What could explain this latest tear down? My colleague wondered whether Open Skies was a topic of conversation between Trump and Putin. I confess to wondering whether the construction of Trump Towers in Istanbul has something to do with the betrayal of the Syrian Kurds. It’s easy to harbor these thoughts because of Trump’s commingling of personal and family gain with his presidency. His toxic relationship to Putin also casts a pall over his decisions.

There is a less conspiratorial, alternative explanation for Trump’s bad decisions.  He is a deconstructionist by nature and he simply doesn’t know any better. Trump is dismissive of alliances and friendships. He doesn’t have the sustained interest and skills to engage in successful diplomacy. His Secretary of State pleases the boss in unseemly ways. His new National Security Adviser doesn’t have the standing, knowledge and power to help prevent Trump from free falling. The new Secretary of Defense appears to pick his battles carefully, and so far, he either hasn’t picked one, or he’s lost.

For a while, James Mattis kept his fingers in the dike. He understood how political-military ties could reinforce U.S. standing and influence abroad. He insisted that the Air Force stop its foot dragging and upgrade U.S. Open Skies Treaty aircraft and sensors. He protected the Treaty from the Lilliputians. But he’s long gone.

Meanwhile, anti-arms control ideologues continue to hammer away at treaties. Trump has broken all records for withdrawing from international agreements and treaties; no other President comes up to his ankles. John Bolton is gone, but Tim Morrison remains, elevated by Bolton to run the National Security Council Staff’s dealings with Russia. The last time this portfolio was so ill-staffed was at the beginning of the Reagan administration, when Team B’s Richard Pipes temporarily gummed up the works. My guess is that Tim prepared the paper for Donald Trump’s signature and there was no one above him who knew better or was willing to remove it from Trump’s desk.

Comments

  1. Adam (History)

    All Along The Watchtower, music and lyrics by Bob Dylan – covered famously by Jimi Hendrix, and many others.
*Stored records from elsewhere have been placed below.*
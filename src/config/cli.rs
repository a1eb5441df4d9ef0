//! CLI argument parsing using clap.
//!
//! Defines the command-line interface with all options and subcommands.

use std::path::PathBuf;

use clap::{Parser, Subcommand};

use super::defaults;

/// emqx-admin: manage EMQX gateways and exhooks over the admin API
///
/// Connection options can also be set in a TOML config file; explicit
/// flags win over the file.
#[derive(Debug, Parser)]
#[command(name = "emqx-admin")]
#[command(version, about, long_about = None)]
pub struct Cli {
    /// Subcommand to run
    #[command(subcommand)]
    pub command: Command,

    /// Broker host
    #[arg(long, global = true)]
    pub host: Option<String>,

    /// Dashboard / REST API port
    #[arg(long, global = true)]
    pub port: Option<u16>,

    /// Basic auth username (API key)
    #[arg(long, short = 'u', global = true)]
    pub username: Option<String>,

    /// Basic auth password (API secret)
    #[arg(long, global = true)]
    pub password: Option<String>,

    /// Delay between transport retries in seconds
    #[arg(long = "retry-delay", value_name = "SECS", global = true)]
    pub retry_delay: Option<u64>,

    /// Maximum number of attempts (unbounded if not set)
    #[arg(long = "retry-max", value_name = "N", global = true)]
    pub retry_max: Option<u32>,

    /// Path to configuration file
    #[arg(long, short, global = true)]
    pub config: Option<PathBuf>,

    /// Enable verbose logging
    #[arg(long, short, global = true)]
    pub verbose: bool,
}

/// Subcommands for emqx-admin
#[derive(Debug, Subcommand)]
pub enum Command {
    /// Generate a default configuration file
    Init {
        /// Output path for the configuration file
        #[arg(long, short, default_value = defaults::CONFIG_FILE)]
        output: PathBuf,
    },

    /// Manage exhook servers
    #[command(subcommand)]
    Hook(HookCommand),

    /// Manage protocol gateways
    #[command(subcommand)]
    Gateway(GatewayCommand),
}

/// `hook` subcommands.
#[derive(Debug, Subcommand)]
pub enum HookCommand {
    /// Print an exhook as JSON
    Get {
        /// Exhook name
        name: String,
    },

    /// Create an exhook from a JSON file
    Create {
        /// Path to the JSON hook record
        file: PathBuf,
    },

    /// Update an exhook from a JSON file (the name is taken from the record)
    Update {
        /// Path to the JSON hook record
        file: PathBuf,
    },
}

/// `gateway` subcommands.
#[derive(Debug, Subcommand)]
pub enum GatewayCommand {
    /// Update the exproto gateway from a JSON file
    Update {
        /// Path to the JSON exproto gateway record
        file: PathBuf,
    },
}

impl Cli {
    /// Parses CLI arguments from the command line.
    #[must_use]
    pub fn parse_args() -> Self {
        Self::parse()
    }

    /// Parses CLI arguments from an iterator (useful for testing).
    pub fn parse_from_iter<I, T>(iter: I) -> Self
    where
        I: IntoIterator<Item = T>,
        T: Into<std::ffi::OsString> + Clone,
    {
        Self::parse_from(iter)
    }
}
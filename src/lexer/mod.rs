use std::str::Chars;

use crate::KdlError;
use crate::ast::Number;

mod scanner;
mod tokenizer;

#[derive(Debug, Clone, PartialEq)]
pub enum Token {
    // --- literals ---
    Ident(String),
    String(String),
    RawString(String),
    Number(Number),
    Bool(bool),
    Null,

    // --- structure ---
    LBrace,
    RBrace,
    LParen,
    RParen,
    Equals,

    // --- markers ---
    Slashdash,

    // --- layout ---
    Newline,
    Semicolon,
    Eof,
}

pub struct Lexer<'a> {
    input: Chars<'a>,
    peek: Option<char>,
    line: usize,
    column: usize,
}

impl<'a> Lexer<'a> {
    pub fn new(input: &'a str) -> Self {
        let mut lexer = Lexer {
            input: input.chars(),
            peek: None,
            line: 1,
            column: 1,
        };
        lexer.peek = lexer.input.next();
        lexer
    }

    /// 1-based line of the next unconsumed character.
    pub fn line(&self) -> usize {
        self.line
    }

    /// 1-based column of the next unconsumed character.
    pub fn column(&self) -> usize {
        self.column
    }

    /// Pull the next token. Newlines and semicolons are significant and
    /// produced as tokens; whitespace and comments are skipped.
    pub fn next_token(&mut self) -> Result<Token, KdlError> {
        tokenizer::next_token(self)
    }
}
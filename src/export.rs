use std::fs;

use serde_json::json;

use crate::KdlError;
use crate::ast::{Document, Node, Number, Value};
use crate::parser::Parser;

/// Export a KDL document to JSON format.
///
/// Converts all KDL values to their JSON equivalents:
/// - Strings, booleans → direct mapping
/// - Integers → JSON integers, floats → JSON numbers
/// - Null → JSON null
///
/// Each node becomes an object with its name, optional type annotation,
/// arguments, properties, and children. Tree shape and ordering are
/// preserved; the source radix of integers is not.
pub fn document_to_json(doc: &Document) -> String {
    fn value_to_json(v: &Value) -> serde_json::Value {
        match v {
            Value::String(s) => json!(s),
            Value::Number(Number::Integer { value, .. }) => json!(value),
            Value::Number(Number::Float { value }) => json!(value),
            Value::Bool(b) => json!(b),
            Value::Null => serde_json::Value::Null,
        }
    }

    fn node_to_json(node: &Node) -> serde_json::Value {
        let mut entry = serde_json::Map::new();
        entry.insert("name".into(), json!(node.name));

        if let Some(ty) = &node.type_annotation {
            entry.insert("type".into(), json!(ty));
        }

        if !node.arguments.is_empty() {
            entry.insert(
                "arguments".into(),
                json!(node.arguments.iter().map(value_to_json).collect::<Vec<_>>()),
            );
        }

        if !node.properties.is_empty() {
            let props = node
                .properties
                .iter()
                .map(|(k, v)| (k.clone(), value_to_json(v)))
                .collect::<serde_json::Map<_, _>>();
            entry.insert("properties".into(), serde_json::Value::Object(props));
        }

        if let Some(children) = &node.children {
            entry.insert(
                "children".into(),
                json!(children.nodes.iter().map(node_to_json).collect::<Vec<_>>()),
            );
        }

        serde_json::Value::Object(entry)
    }

    let nodes = doc.nodes.iter().map(node_to_json).collect::<Vec<_>>();
    serde_json::to_string_pretty(&serde_json::Value::Array(nodes))
        .unwrap_or_else(|_| "[]".to_string())
}

/// Export a KDL file directly to JSON.
///
/// Convenience function that reads, parses, and exports in one call.
///
/// # Errors
/// Returns error if the file doesn't exist or contains invalid KDL syntax.
pub fn export_kdl_file(path: &str) -> Result<String, KdlError> {
    let input = fs::read_to_string(path).map_err(|e| KdlError::FileError {
        message: format!("Failed to read file: {}", e),
        path: path.to_string(),
        hint: Some("Check that the file exists and is readable".into()),
        code: Some(301),
    })?;

    let mut parser = Parser::new(&input)?;
    let doc = parser.parse_document()?;
    Ok(document_to_json(&doc))
}
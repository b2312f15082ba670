pub mod ast;
pub mod builder;
pub mod decode;
pub mod error;
pub mod export;
pub mod lexer;
pub mod parser;
pub mod serializer;

pub use ast::{Document, Node, Number, Value};
pub use builder::{DocumentBuilder, NodeBuilder};
pub use error::KdlError;
pub use serializer::serialize;
use std::fmt::Write;

use crate::ast::{Document, Node, Number, Value};

/// Indentation unit per nesting depth. Presentation policy only; the
/// grammar itself does not care about indentation.
const INDENT: &str = "    ";

/// Render a document in canonical form.
///
/// Policy: one node per line, arguments in source order, properties in
/// first-seen order, children in a braced block at one deeper indent.
/// Numbers render in decimal regardless of source radix, so re-parsing
/// yields a structurally equal document rather than identical text.
/// Non-empty output ends with a trailing newline; an empty document
/// renders as empty text.
pub fn serialize(doc: &Document) -> String {
    let mut out = String::new();
    for node in &doc.nodes {
        write_node(&mut out, node, 0);
        out.push('\n');
    }
    out
}

fn write_node(out: &mut String, node: &Node, depth: usize) {
    for _ in 0..depth {
        out.push_str(INDENT);
    }

    if let Some(ty) = &node.type_annotation {
        out.push('(');
        write_identifier(out, ty);
        out.push(')');
    }
    write_identifier(out, &node.name);

    for arg in &node.arguments {
        out.push(' ');
        write_value(out, arg);
    }

    for (key, value) in &node.properties {
        out.push(' ');
        write_identifier(out, key);
        out.push('=');
        write_value(out, value);
    }

    if let Some(children) = &node.children {
        out.push_str(" {\n");
        for child in &children.nodes {
            write_node(out, child, depth + 1);
            out.push('\n');
        }
        for _ in 0..depth {
            out.push_str(INDENT);
        }
        out.push('}');
    }
}

/// Bare if the lexer would read it back as a single identifier token,
/// quoted otherwise.
fn write_identifier(out: &mut String, name: &str) {
    if is_bare_identifier(name) {
        out.push_str(name);
    } else {
        write_quoted(out, name);
    }
}

fn write_value(out: &mut String, value: &Value) {
    match value {
        Value::String(s) => write_quoted(out, s),
        Value::Number(n) => write_number(out, n),
        Value::Bool(true) => out.push_str("true"),
        Value::Bool(false) => out.push_str("false"),
        Value::Null => out.push_str("null"),
    }
}

fn write_number(out: &mut String, number: &Number) {
    match number {
        Number::Integer { value, .. } => {
            let _ = write!(out, "{}", value);
        }
        Number::Float { value } => {
            if !value.is_finite() {
                // no literal form exists for NaN/infinity
                out.push_str("null");
            } else if value.abs() >= 1e15 {
                // plain formatting would print bare digits that re-lex
                // as an integer (or overflow one); exponent form keeps
                // the value a float literal
                let _ = write!(out, "{:e}", value);
            } else if value.fract() == 0.0 {
                let _ = write!(out, "{:.1}", value);
            } else {
                let _ = write!(out, "{}", value);
            }
        }
    }
}

fn write_quoted(out: &mut String, s: &str) {
    out.push('"');
    for ch in s.chars() {
        match ch {
            '"' => out.push_str("\\\""),
            '\\' => out.push_str("\\\\"),
            '\n' => out.push_str("\\n"),
            '\t' => out.push_str("\\t"),
            '\r' => out.push_str("\\r"),
            c if c.is_control() => {
                let _ = write!(out, "\\u{{{:x}}}", c as u32);
            }
            c => out.push(c),
        }
    }
    out.push('"');
}

/// Must mirror the lexer's identifier rules so serialized names re-lex as
/// a single token.
fn is_bare_identifier(s: &str) -> bool {
    let mut chars = s.chars();
    let starts_ok = matches!(chars.next(), Some(c) if c.is_alphabetic() || c == '_');
    starts_ok
        && chars.all(|c| c.is_alphanumeric() || c == '_' || c == '-' || c == '.')
        && !matches!(s, "true" | "false" | "null")
}
use super::*;
use crate::ast::{Node, Number, Value};

/// One argument-or-property unit after a node name. Parsed the same way
/// whether it is kept or slashdash-discarded.
enum Entry {
    Arg(Value),
    Prop(String, Value),
    Children(Document),
}

pub(super) fn parse_node(parser: &mut Parser) -> Result<Node, KdlError> {
    let type_annotation = if parser.peek() == Some(&Token::LParen) {
        Some(parse_type_annotation(parser)?)
    } else {
        None
    };

    let name = match parser.bump()? {
        Token::Ident(s) | Token::String(s) | Token::RawString(s) => s,
        tok => {
            return Err(KdlError::InvalidToken {
                token: format!("{:?}", tok),
                line: parser.line(),
                column: parser.column(),
                hint: Some("Expected a node name".into()),
                code: Some(205),
            });
        }
    };

    let mut node = Node::new(name);
    node.type_annotation = type_annotation;

    loop {
        match parser.peek() {
            Some(Token::Newline) | Some(Token::Semicolon) => {
                parser.bump()?;
                break;
            }
            Some(Token::Eof) | Some(Token::RBrace) | None => break,
            Some(Token::Slashdash) => {
                if node.children.is_some() {
                    return Err(entry_after_children_error(parser));
                }
                // still parsed for syntax validation, then dropped
                parser.bump()?;
                parse_entry(parser)?;
            }
            Some(Token::LBrace) if node.children.is_some() => {
                return Err(KdlError::SyntaxError {
                    message: "Node already has a children block".into(),
                    line: parser.line(),
                    column: parser.column(),
                    hint: None,
                    code: Some(209),
                });
            }
            Some(_) => {
                if node.children.is_some() {
                    return Err(entry_after_children_error(parser));
                }
                match parse_entry(parser)? {
                    Entry::Arg(v) => node.arguments.push(v),
                    Entry::Prop(k, v) => {
                        // later occurrence overwrites, key keeps its
                        // first-seen position
                        node.properties.insert(k, v);
                    }
                    Entry::Children(doc) => node.children = Some(doc),
                }
            }
        }
    }

    Ok(node)
}

fn entry_after_children_error(parser: &Parser) -> KdlError {
    KdlError::SyntaxError {
        message: "Arguments and properties must precede the children block".into(),
        line: parser.line(),
        column: parser.column(),
        hint: None,
        code: Some(209),
    }
}

fn parse_type_annotation(parser: &mut Parser) -> Result<String, KdlError> {
    parser.bump()?; // consume '('

    let ty = match parser.bump()? {
        Token::Ident(s) | Token::String(s) | Token::RawString(s) => s,
        tok => {
            return Err(KdlError::SyntaxError {
                message: format!("Expected a type name inside '(...)', got {:?}", tok),
                line: parser.line(),
                column: parser.column(),
                hint: None,
                code: Some(203),
            });
        }
    };

    parser.expect(Token::RParen)?;
    Ok(ty)
}

/// Disambiguate argument vs. property with one token of lookahead: bump
/// a value-shaped token, and if `=` follows it was a property key.
fn parse_entry(parser: &mut Parser) -> Result<Entry, KdlError> {
    if parser.peek() == Some(&Token::LBrace) {
        return Ok(Entry::Children(parse_children(parser)?));
    }

    let token = parser.bump()?;

    if parser.peek() == Some(&Token::Equals) {
        let key = match property_key(&token) {
            Some(k) => k,
            None => {
                return Err(KdlError::InvalidToken {
                    token: format!("{:?}", token),
                    line: parser.line(),
                    column: parser.column(),
                    hint: Some("Property keys are identifiers or strings".into()),
                    code: Some(207),
                });
            }
        };
        parser.bump()?; // consume '='
        let value = parse_value(parser)?;
        return Ok(Entry::Prop(key, value));
    }

    match token {
        Token::String(s) | Token::RawString(s) => Ok(Entry::Arg(Value::String(s))),
        Token::Number(n) => Ok(Entry::Arg(Value::Number(n))),
        Token::Bool(b) => Ok(Entry::Arg(Value::Bool(b))),
        Token::Null => Ok(Entry::Arg(Value::Null)),
        tok => Err(KdlError::InvalidToken {
            token: format!("{:?}", tok),
            line: parser.line(),
            column: parser.column(),
            hint: Some("A bare word is not a value; quote it or add '='".into()),
            code: Some(208),
        }),
    }
}

/// The literal text a token contributes when used as a property key.
/// Keywords lex as `Bool`/`Null` tokens, so `true=1` keys on "true".
fn property_key(token: &Token) -> Option<String> {
    match token {
        Token::Ident(s) | Token::String(s) | Token::RawString(s) => Some(s.clone()),
        Token::Bool(true) => Some("true".to_string()),
        Token::Bool(false) => Some("false".to_string()),
        Token::Null => Some("null".to_string()),
        Token::Number(Number::Integer { value, .. }) => Some(value.to_string()),
        Token::Number(Number::Float { value }) => Some(value.to_string()),
        _ => None,
    }
}

fn parse_value(parser: &mut Parser) -> Result<Value, KdlError> {
    match parser.bump()? {
        Token::String(s) | Token::RawString(s) => Ok(Value::String(s)),
        Token::Number(n) => Ok(Value::Number(n)),
        Token::Bool(b) => Ok(Value::Bool(b)),
        Token::Null => Ok(Value::Null),
        tok => Err(KdlError::InvalidToken {
            token: format!("{:?}", tok),
            line: parser.line(),
            column: parser.column(),
            hint: Some("Expected a value after '='".into()),
            code: Some(210),
        }),
    }
}

fn parse_children(parser: &mut Parser) -> Result<Document, KdlError> {
    parser.bump()?; // consume '{'

    parser.depth += 1;
    if parser.depth > MAX_DEPTH {
        return Err(KdlError::NestingTooDeep {
            depth: MAX_DEPTH,
            line: parser.line(),
            column: parser.column(),
            hint: Some("Flatten the document below the nesting limit".into()),
            code: Some(214),
        });
    }

    let nodes = document::parse_nodes(parser, true)?;
    parser.expect(Token::RBrace)?;
    parser.depth -= 1;

    Ok(Document { nodes })
}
    • Michael Krepon (History)

      thanks, Adam. Will fix this.

  2. Alcibiades Sánchez (@sectionfour) (History)

    Great explanation! Thanks for pointing out the practical value of the Treaty when there are many misconceptions being floated around. But please, “America” is NOT interchangeable with “United States OF America”.

    • Michael Krepon (History)

      of course you are right. my error.